Maurer jedenfalls hat Lust, zu erklären. Er macht es mit Enthusiasmus. „Mein Vater hat mir nach dem Studium einmal den Rat gegeben, mich in einen Teilbereich der Rechtswissenschaft zu vertiefen, diesem Rat bin ich gefolgt“, sagt er. Ewald Maurer, geboren im Mai 1940, ist Sohn eines Anwalts. Weil seine Mutter ihren Mann regelmäßig auf lange Dienstreisen begleitete, verbrachte der junge Ewald viel Zeit bei einer Pflegemutter. „Von ihr habe ich gelernt, was Empathie ist“, sagt er, räumt allerdings auch ein, ein sehr impulsives Kind gewesen zu sein. Im Gymnasium war er Vorzugsschüler, aber vor allem eine Sportskanone. Turnen, Leichtathletik, Fußball, sogar Boxen waren seine großen Leidenschaften. „Mit 30 einarmigen Liegestützen konnte ich die meisten beeindrucken“, lacht der quirlige 77-jährige, der auch heute noch jeden Tag drei Stunden seiner körperlichen Ertüchtigung widmet. Jeden Tag fährt er am Neusiedlersee sieben Kilometer mit den Inline-Skates, dann schwimmt er, erst dann setzt er sich zum Schreiben an den Schreibtisch. Neben seiner Tätigkeit als Autor für MANZ ist er als Gutachter tätig.

Das Schreiben hat sich aus seiner beruflichen Richtertätigkeit entwickelt. Mit seiner Berufswahl folgte er übrigens einer langen juristischen Familientradition. Warum er nicht Anwalt wurde? „Weil die freie Dienstzeiteinteilung und die Tatsache, keinen Chef zu haben, meinem Naturell entsprechen.“ Er erkannte schnell, dass sich viele seiner Causen als Familienrichter im Außerstreitverfahren besser schlichten lassen, zusammen mit zwei Kollegen gründete er die Fachgruppe Außerstreit- und Familienrecht – zudem engagierte er sich in der Weiterbildung junger Richter. Vor allem erkannte er auch, dass Recht nicht selten auch eine Frage der finanziellen Mittel ist. Ausgestattet mit einer ausgeprägten sozialen Ader half und hilft er bis heute finanziell benachteiligten Menschen. „Heute sind es manchmal die Leser meiner Bücher, die mich kontaktieren“, erzählt er.
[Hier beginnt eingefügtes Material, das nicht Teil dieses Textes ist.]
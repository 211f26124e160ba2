//! Service operations over named sessions.

use jungle_game::{Difficulty, GameMode, Player, RuleError};
use jungle_server::{DEFAULT_SESSION, GameService, MoveView, ServerConfig, ServiceError};

#[tokio::test]
async fn test_default_session_is_open() {
    let service = GameService::default();
    let snapshot = service.state(DEFAULT_SESSION).await.expect("default session");
    assert_eq!(snapshot.current_player, Player::Red);
    assert!(!snapshot.game_over);
    assert_eq!(snapshot.mode, GameMode::Pvp);
    assert_eq!(snapshot.difficulty, Difficulty::Amateur);
    assert_eq!(service.session_ids().await, vec![DEFAULT_SESSION.to_string()]);
}

#[tokio::test]
async fn test_unknown_session_is_reported() {
    let service = GameService::default();
    let err = service.state("missing").await.expect_err("no such session");
    assert_eq!(err, ServiceError::SessionNotFound("missing".to_string()));
}

#[tokio::test]
async fn test_new_game_opens_named_session() {
    let service = GameService::default();
    let snapshot = service
        .new_game("alpha", Some(GameMode::Pve), Some(Difficulty::Easy))
        .await;
    assert_eq!(snapshot.mode, GameMode::Pve);
    assert_eq!(snapshot.difficulty, Difficulty::Easy);
    assert_eq!(
        service.session_ids().await,
        vec!["alpha".to_string(), DEFAULT_SESSION.to_string()]
    );
}

#[tokio::test]
async fn test_legal_moves_for_source_cell() {
    let service = GameService::default();
    let moves = service
        .legal_moves(DEFAULT_SESSION, 6, 0, Player::Red)
        .await
        .expect("on-board source");
    assert_eq!(
        moves,
        vec![
            MoveView::new(6, 0, 5, 0),
            MoveView::new(6, 0, 7, 0),
            MoveView::new(6, 0, 6, 1),
        ]
    );

    let enemy = service
        .legal_moves(DEFAULT_SESSION, 2, 0, Player::Red)
        .await
        .expect("on-board source");
    assert!(enemy.is_empty());

    let err = service
        .legal_moves(DEFAULT_SESSION, 9, 0, Player::Red)
        .await
        .expect_err("off-board source");
    assert_eq!(
        err,
        ServiceError::Rule(RuleError::OutOfBounds { row: 9, col: 0 })
    );
}

#[tokio::test]
async fn test_pvp_move_flips_turn() {
    let service = GameService::default();
    let snapshot = service
        .apply_move(DEFAULT_SESSION, (6, 0), (5, 0))
        .await
        .expect("legal opening");
    assert_eq!(snapshot.current_player, Player::Blue);
    assert!(snapshot.board[6][0].is_none());
    assert!(snapshot.board[5][0].is_some());
}

#[tokio::test]
async fn test_illegal_move_is_rejected() {
    let service = GameService::default();
    let err = service
        .apply_move(DEFAULT_SESSION, (6, 0), (4, 0))
        .await
        .expect_err("two-step move");
    assert!(matches!(err, ServiceError::Rule(RuleError::IllegalMove(_))));
    let snapshot = service.state(DEFAULT_SESSION).await.expect("default session");
    assert_eq!(snapshot.current_player, Player::Red);
}

#[tokio::test]
async fn test_pve_ai_answers_human_move() {
    let service = GameService::default();
    service
        .new_game("pve", Some(GameMode::Pve), Some(Difficulty::Professional))
        .await;
    let snapshot = service
        .apply_move("pve", (6, 0), (5, 0))
        .await
        .expect("legal opening");
    assert_eq!(snapshot.current_player, Player::Red);
    assert!(!snapshot.game_over);
}

#[tokio::test]
async fn test_pve_without_auto_reply_waits() {
    let service = GameService::new(&ServerConfig::default().with_auto_reply(false));
    service
        .new_game("pve", Some(GameMode::Pve), Some(Difficulty::Professional))
        .await;
    let snapshot = service
        .apply_move("pve", (6, 0), (5, 0))
        .await
        .expect("legal opening");
    assert_eq!(snapshot.current_player, Player::Blue);

    let turn = service.ai_move("pve", None).await.expect("blue has moves");
    assert!(turn.mv.is_some());
    assert_eq!(turn.snapshot.current_player, Player::Red);
}

#[tokio::test]
async fn test_aivai_ai_move_plays_both_sides() {
    let service = GameService::default();
    service
        .new_game("eve", Some(GameMode::Aivai), Some(Difficulty::Beginner))
        .await;
    let turn = service.ai_move("eve", None).await.expect("red has moves");
    let mv = turn.mv.expect("a move was played");
    assert!(mv.from_row >= 6);
    assert_eq!(turn.snapshot.current_player, Player::Red);
}

#[tokio::test]
async fn test_pvp_ai_move_plays_one_side() {
    let service = GameService::default();
    let turn = service
        .ai_move(DEFAULT_SESSION, Some(Difficulty::Professional))
        .await
        .expect("red has moves");
    assert!(turn.mv.is_some());
    assert_eq!(turn.snapshot.current_player, Player::Blue);
    assert_eq!(turn.snapshot.difficulty, Difficulty::Amateur);
}

#[tokio::test]
async fn test_init_resets_session() {
    let service = GameService::default();
    service
        .apply_move(DEFAULT_SESSION, (6, 0), (5, 0))
        .await
        .expect("legal opening");
    let snapshot = service.init_game(DEFAULT_SESSION).await;
    assert_eq!(snapshot.current_player, Player::Red);
    assert!(snapshot.board[6][0].is_some());
}

#[tokio::test]
async fn test_named_sessions_are_capped() {
    let service = GameService::new(&ServerConfig::default().with_max_sessions(2));
    service.new_game("a", None, None).await;
    service.new_game("b", None, None).await;
    service.state("a").await.expect("a is open");
    service.new_game("c", None, None).await;

    assert_eq!(
        service.session_ids().await,
        vec!["a".to_string(), "c".to_string(), DEFAULT_SESSION.to_string()]
    );
    assert_eq!(
        service.state("b").await.expect_err("b was evicted"),
        ServiceError::SessionNotFound("b".to_string())
    );
}

#[tokio::test]
async fn test_reopening_a_session_does_not_evict() {
    let service = GameService::new(&ServerConfig::default().with_max_sessions(1));
    service.new_game("a", None, None).await;
    service.init_game("a").await;
    service.init_game(DEFAULT_SESSION).await;
    assert_eq!(
        service.session_ids().await,
        vec!["a".to_string(), DEFAULT_SESSION.to_string()]
    );
}

#[tokio::test]
async fn test_closed_session_is_gone() {
    let service = GameService::default();
    service.new_game("gone", None, None).await;
    service.close_session("gone").await.expect("open session");
    assert_eq!(
        service.close_session("gone").await.expect_err("already closed"),
        ServiceError::SessionNotFound("gone".to_string())
    );
    assert_eq!(service.session_ids().await, vec![DEFAULT_SESSION.to_string()]);
}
Obwohl seit etlichen Jahren in Pension, ist er vielbeschäftigt. Weil der Computer „sein großer Feind“ ist, steht ihm in technischen Belangen seine Frau zur Seite. Mit ihr ist er seit 50 Jahren glücklich verheiratet. Er hat die gebürtige Deutsche als Reiseführer (einer seiner Nebenjobs in jungen Jahren) am Strand von Nizza kennengelernt. „Sie wollte mich“, lacht er. Reisen, besonders Schiffsreisen, sind bis heute seine Leidenschaft. Und außerdem ist noch kein Winter vergangen, den Maurer nicht beim Schifahren auf der Turracherhöhe verbrachte. „Ich habe ein sehr schönes Leben“, resümiert er. Wenn er ganz glücklich ist, fährt er mit dem Boot auf dem Neusiedlersee und spielt Mundharmonika, „eine gewisse Romantik habe ich nämlich auch“.